Supervisor Matt Haney, whose district includes the Tenderloin and Soma, where injection drug use and overdose deaths are concentrated, said in a phone interview that he supports Mayor Breed declaring a state of emergency and establishing safe injection sites as soon as possible, even before the passage of SB57.
“I think we should have done it years ago, and there’s no doubt that we should do it now, especially with the change of administration. I see no reason why the state of California or the administration in Washington would come down on San Francisco for using a strategy to save lives that works,” Haney said. “If we wait for the state law to pass, it will be a year and a half before we can possibly do this, that’s unacceptable.”

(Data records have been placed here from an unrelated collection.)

use super::*;

#[test]
fn reversible_completes_on_return() {
    let mut tr = Travel::new(10_000.0, true);
    let mut done = 0;
    let mut frames = 0;
    while done == 0 && frames < 10_000 {
        done += tr.step(50.0, 0.5);
        assert!((0.0..=TRAVEL_TOTAL).contains(&tr.t()));
        frames += 1;
    }
    assert_eq!(done, 1);
    assert_eq!(tr.t(), 0.0);
    assert!(!tr.is_reversing());
    // out and back: 10000 / (50 * 0.5 / 1000 * 10000) = 40 frames each way
    assert_eq!(frames, 80);
}

#[test]
fn one_way_restarts_at_end() {
    let mut tr = Travel::new(10_000.0, false);
    let mut frames = 0;
    loop {
        frames += 1;
        if tr.step(50.0, 0.5) == 1 {
            break;
        }
    }
    assert_eq!(frames, 40);
    assert_eq!(tr.t(), 0.0);
    assert!(!tr.is_reversing());
}

#[test]
fn zero_delta_at_start_is_not_a_completion() {
    let mut tr = Travel::new(2125.0, true);
    assert_eq!(tr.step(0.0, 0.5), 0);
    assert_eq!(tr.step(0.0, 0.0), 0);
}

#[test]
fn oversized_delta_is_clamped() {
    let mut a = Travel::new(2125.0, true);
    let mut b = Travel::new(2125.0, true);
    a.step(50.0, 0.5);
    b.step(5_000.0, 0.5);
    assert_eq!(a.t(), b.t());
}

Supervisor Rafael Mandelman, who has addressed drug overdose deaths as an issue in the Castro, also confirmed that he supports protesters’ demands for Breed to declare overdose deaths as a public health emergency and to open safe injection sites.
As people continue to overdose every day in San Francisco, CODE Tenderloin Executive Director Del Seymour said there is something that every San Franciscan can do to help—get trained on how to administer Narcan.
“What I see here is 75 people with enough time and courage to come out here, but what I really see is 75 first-responders. Get that Narcan and learn how to use it,” said Seymour. “You don’t have to save ten thousand lives, you can save one.”